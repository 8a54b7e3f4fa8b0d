use tracing::Level;
use tracing_subscriber::EnvFilter;

/// Install the stderr fmt subscriber. `verbosity` counts `-v` flags:
/// 0 → warn, 1 → info, 2 → debug, more → trace. `RUST_LOG` still applies on top.
/// Calling it twice is harmless.
pub fn init(verbosity: u8) {
    let level = match verbosity {
        0 => Level::WARN,
        1 => Level::INFO,
        2 => Level::DEBUG,
        _ => Level::TRACE,
    };
    let filter = EnvFilter::builder()
        .with_default_directive(level.into())
        .from_env_lossy();
    let _ = tracing_subscriber::fmt()
        .with_env_filter(filter)
        .with_writer(std::io::stderr)
        .with_target(false)
        .try_init();
}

**Assignment**
Your whole answer should be one number, the count of lines in the records that hold "EnvFilter".

**Worked solution**
2